『かず』(2年B・3年)クラス便り(2016年2月) 

「山びこ通信」2015年度冬学期号より下記の記事を転載致します。

『かず』(2年B)『かず』(3年) 

担当 吉川 弘晃

 2年生と3年生の「かず」クラスは、秋学期の途中から、生徒がそれぞれ一人ずつとなり、以前と比べると寂しくはなったものの、一対一でじっくりと「かず」の単純さや難しさ、不思議さや厳しさ、そして何よりも楽しさに対して、ゆっくりと向き合っていける場になったので、改めて新鮮な気持ちで毎回、授業に取り組んでいます。
 両クラス共に、原則としては毎回用意するプリントを生徒さんに解いてもらい、分からなかったところを一緒に考えていくという、極めてシンプルな方法をとっています。今学期で扱ったテーマは大きく分けると、①単位(長さ・重さ・水量・距離・時間)、②図形(四角形・三角形)、③掛け算と割り算の文章題です。
 3つの課題のうち、①については、ものの多さを数を使って判断する、という社会生活で最も必要なスキルに関わるため、特に力を入れて学んでいます。
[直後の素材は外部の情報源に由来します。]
use sysinfo::{CpuRefreshKind, MemoryRefreshKind, Networks, RefreshKind, System};

use crate::error::MetricsError;
use crate::model::Reading;

/// Where the sampler gets its numbers from.
///
/// A tick calls [`begin_window`](MetricsSource::begin_window), blocks for the
/// CPU observation window, then calls [`read`](MetricsSource::read). CPU
/// utilization is measured across that window; memory and network counters
/// are read at the end of it.
pub trait MetricsSource {
    fn begin_window(&mut self);

    fn read(&mut self) -> Result<Reading, MetricsError>;
}

/// System-wide counters through `sysinfo`.
pub struct SysinfoSource {
    sys: System,
    networks: Networks,
}

impl SysinfoSource {
    pub fn new() -> Self {
        let sys = System::new_with_specifics(
            RefreshKind::nothing()
                .with_cpu(CpuRefreshKind::nothing().with_cpu_usage())
                .with_memory(MemoryRefreshKind::nothing().with_ram()),
        );

        Self {
            sys,
            networks: Networks::new_with_refreshed_list(),
        }
    }

    pub fn core_count(&self) -> usize {
        self.sys.cpus().len()
    }
}

impl Default for SysinfoSource {
    fn default() -> Self {
        Self::new()
    }
}

impl MetricsSource for SysinfoSource {
    fn begin_window(&mut self) {
        self.sys.refresh_cpu_usage();
    }

    fn read(&mut self) -> Result<Reading, MetricsError> {
        self.sys.refresh_cpu_usage();
        self.sys.refresh_memory_specifics(MemoryRefreshKind::nothing().with_ram());
        self.networks.refresh(true);

        let memory_percent = memory_percent(self.sys.total_memory(), self.sys.available_memory())?;
        let (bytes_sent, bytes_received) = total_bytes(&self.networks)?;

        Ok(Reading {
            cpu_percent: round_tenth(self.sys.global_cpu_usage() as f64),
            memory_percent,
            bytes_sent,
            bytes_received,
        })
    }
}

fn memory_percent(total: u64, available: u64) -> Result<f64, MetricsError> {
    if total == 0 {
        return Err(MetricsError::NoMemory);
    }
    let used = total.saturating_sub(available);
    Ok(round_tenth(used as f64 / total as f64 * 100.0))
}

/// Cumulative (sent, received) across every interface.
fn total_bytes(networks: &Networks) -> Result<(u64, u64), MetricsError> {
    if networks.list().is_empty() {
        return Err(MetricsError::NoInterfaces);
    }

    let mut tx = 0u64;
    let mut rx = 0u64;
    for data in networks.list().values() {
        tx = tx.saturating_add(data.total_transmitted());
        rx = rx.saturating_add(data.total_received());
    }
    Ok((tx, rx))
}

fn round_tenth(value: f64) -> f64 {
    (value * 10.0).round() / 10.0
}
センチやグラム、リットルといった単位を日常生活の様々な場面に当てはめて考えてみるのは勿論のこと、授業で大事にしているのは算数に登場する言葉の定義を何度も繰り返して確認していくのです。1リットル=1000ミリリットル、1メートル=100センチメートルというに単純なものだけでなく、例えば「距離」と「道程」は意味がどのように異なるのか、絵で示すならどのようになるか、絵を使わずに小さな子供に説明するならどう言えばよいか、といったことを生徒さんと一緒に考えていきます。すなわち、「かず」は数字の世界で完結するのではなく、人間社会の中に息づいている以上、身の回りにある一つの「ことば」として感じることが何よりも大事なのです。
 「ことば」の要素がより重要性を帯びてくるのは③です。小学校2~3年生で求められる基本的な文章題のレベルは、掛け算や割り算の作業を一度行うだけで済むものが多いですが、教室では作業が2~3回必要なものを選んでやっています。そこでは足し算と割り算、掛け算と引き算の両方の作業が必要だったり、自分で図を書いて考える作業が必要だったりします。前者では、「かず」に限らず、複雑そうに見える物事を簡単な複数のパーツに分け、ゆっくりと順番に考えていく忍耐力、そして後者では、文字や数字で書かれていることを具体的なイメージに変えて考える想像力を養うことを目的にしています。最初は混乱したり、面倒くさそうにしていた生徒さんも、似たような問題を何度も一緒に考えることで少しずつこうした力がついてきているように思います。